Laura Vanderkam, Don’t Feel Guilty About Working on Vacation — or About Vacationing at Work, NYTimes, August 13, 2022.

Here’s a problem:

And when we do take time off, we struggle to relax: A 2022 survey of over 20,000 professionals found that 54 percent of people said they weren’t sure they could fully “unplug from work” while taking paid time off.

This vacationing failure has consequences: Some research suggests that being a “work martyr” who doesn’t take time off or works through a vacation isn’t good for work performance. Of course, it’s not so great for people personally, either, increasing stress and the risk of burnout. Some companies are going so far as to mandate that employees take time off — a measure that is perhaps only necessary in a culture where people feel guilty for not being at work, and then feel ashamed of working when they should be relaxing.

Why is it difficult for professionals to relax from work?
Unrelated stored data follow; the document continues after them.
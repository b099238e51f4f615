//! cgroup v1 readers (fallback)
//!
//! Reads limits from the legacy split hierarchy, where every controller has
//! its own mount:
//! - cpu controller: cpu.cfs_quota_us / cpu.cfs_period_us
//! - cpuacct controller: cpuacct.usage
//! - memory controller: memory.limit_in_bytes / memory.usage_in_bytes
//!
//! The cpu and cpuacct controllers are often co-mounted, and the directory
//! name depends on how the distribution merged them. Variants are tried in
//! list order and the first one that yields a usable pair wins.

use super::{read_bounded, read_i64, read_u64, CpuSource, MemorySource, SourceKind};
use super::VALUE_READ_LIMIT;
use crate::models::{CgroupVersion, CpuLimit, CpuQuota, Limit, MemoryLimit};
use std::path::{Path, PathBuf};
use tracing::trace;

/// Directory names under which the cpu controller may be mounted.
///
/// The order is the lookup order. When several variants exist with
/// different values, the first listed wins; nothing guarantees that is the
/// authoritative one.
pub const CPU_CONTROLLER_VARIANTS: &[&str] = &["cpu", "cpu,cpuacct", "cpuacct,cpu"];

/// Directory names under which cpuacct may be mounted
const CPUACCT_CONTROLLER_VARIANTS: &[&str] = &["cpuacct", "cpu,cpuacct", "cpuacct,cpu"];

/// Directory names under which the memory controller may be mounted
pub const MEMORY_CONTROLLER_VARIANTS: &[&str] = &["memory"];

/// The kernel reports "no limit" as PAGE_COUNTER_MAX scaled by the page
/// size, which lands just under 2^63. Anything this large is not a real
/// ceiling.
const UNLIMITED_THRESHOLD_BYTES: u64 = 1 << 60;

/// CPU limit from the CFS quota/period pair
pub struct CgroupV1Cpu {
    cgroup_root: PathBuf,
    variants: Vec<String>,
}

impl CgroupV1Cpu {
    pub fn new(cgroup_root: impl Into<PathBuf>) -> Self {
        Self::with_variants(cgroup_root, CPU_CONTROLLER_VARIANTS)
    }

    /// Create a reader with a custom variant list
    pub fn with_variants(cgroup_root: impl Into<PathBuf>, variants: &[&str]) -> Self {
        Self {
            cgroup_root: cgroup_root.into(),
            variants: variants.iter().map(|v| v.to_string()).collect(),
        }
    }

    /// Interpret a quota/period pair
    ///
    /// `quota == -1` is unbounded; a non-positive period is malformed.
    pub fn parse_cfs(quota_us: i64, period_us: i64) -> Option<Limit<CpuQuota>> {
        if period_us <= 0 {
            return None;
        }
        if quota_us == -1 {
            return Some(Limit::Unbounded);
        }
        CpuQuota::new(quota_us, period_us).map(Limit::Bounded)
    }

    fn read_pair(dir: &Path) -> Option<(i64, i64)> {
        let quota = read_i64(&dir.join("cpu.cfs_quota_us"))?;
        let period = read_i64(&dir.join("cpu.cfs_period_us"))?;
        Some((quota, period))
    }
}

impl CpuSource for CgroupV1Cpu {
    fn name(&self) -> &'static str {
        "cgroup_v1"
    }

    fn cpu_limit(&self) -> Option<CpuLimit> {
        self.cpu_quota().map(|quota| quota.map(|q| q.cores()))
    }

    fn cpu_quota(&self) -> Option<Limit<CpuQuota>> {
        self.variants.iter().find_map(|variant| {
            let (quota, period) = Self::read_pair(&self.cgroup_root.join(variant))?;
            trace!(variant = %variant, quota, period, "Read CFS quota");
            Self::parse_cfs(quota, period)
        })
    }

    fn cpu_usage_micros(&self) -> Option<u64> {
        CPUACCT_CONTROLLER_VARIANTS.iter().find_map(|variant| {
            let nanos = read_u64(&self.cgroup_root.join(variant).join("cpuacct.usage"))?;
            Some(nanos / 1000).filter(|micros| *micros > 0)
        })
    }
}

/// Memory limit and usage from the memory controller
pub struct CgroupV1Memory {
    cgroup_root: PathBuf,
    variants: Vec<String>,
}

impl CgroupV1Memory {
    pub fn new(cgroup_root: impl Into<PathBuf>) -> Self {
        Self {
            cgroup_root: cgroup_root.into(),
            variants: MEMORY_CONTROLLER_VARIANTS
                .iter()
                .map(|v| v.to_string())
                .collect(),
        }
    }

    /// Parse `memory.limit_in_bytes` contents
    pub fn parse_limit_in_bytes(content: &str) -> Option<MemoryLimit> {
        let content = content.trim();
        if content == "-1" {
            return Some(Limit::Unbounded);
        }

        match content.parse::<u64>().ok()? {
            0 => None,
            bytes if bytes >= UNLIMITED_THRESHOLD_BYTES => Some(Limit::Unbounded),
            bytes => Some(Limit::Bounded(bytes)),
        }
    }
}

impl MemorySource for CgroupV1Memory {
    fn name(&self) -> &'static str {
        "cgroup_v1"
    }

    fn kind(&self) -> SourceKind {
        SourceKind::Cgroup
    }

    fn memory_limit(&self) -> Option<MemoryLimit> {
        self.variants.iter().find_map(|variant| {
            let path = self.cgroup_root.join(variant).join("memory.limit_in_bytes");
            let content = read_bounded(&path, VALUE_READ_LIMIT)?;
            Self::parse_limit_in_bytes(&content)
        })
    }

    fn memory_used(&self) -> Option<u64> {
        self.variants.iter().find_map(|variant| {
            read_u64(&self.cgroup_root.join(variant).join("memory.usage_in_bytes"))
        })
    }
}

/// Detect which cgroup version is mounted at `cgroup_root`
pub fn detect_cgroup_version(cgroup_root: &Path) -> CgroupVersion {
    // cgroup v2 exposes its controller list at the root
    if cgroup_root.join("cgroup.controllers").exists() {
        return CgroupVersion::V2;
    }

    let v1_dirs = MEMORY_CONTROLLER_VARIANTS
        .iter()
        .chain(CPU_CONTROLLER_VARIANTS)
        .chain(CPUACCT_CONTROLLER_VARIANTS);
    for dir in v1_dirs {
        if cgroup_root.join(dir).is_dir() {
            return CgroupVersion::V1;
        }
    }

    CgroupVersion::Unknown
}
That’s a good question, a deep one. The next paragraph suggests an answer:

“Maybe we can blame the Puritans,” Emma Goldberg wrote recently in The Times. “Those settling in America in the 17th century thought idleness was sinful, and a six-day workweek sensible.”

I might buy that, it’s certainly worth exploring. Here’s a paragraph from that Emma Goldberg article:

People need a vacation. They always have. But especially when the office is closed, and work is what happens when you’re near your phone, which is to say every waking hour, employees need to recharge. Some are quietly asking permission to rest. Others know that their break is overdue, and now they’re getting nudges from the boss: log off.

I assume that “recharge” is a metaphor; we’re not talking about plugging into some kind of device that charges our, our what? Circuits? What circuits? Neural circuits perhaps?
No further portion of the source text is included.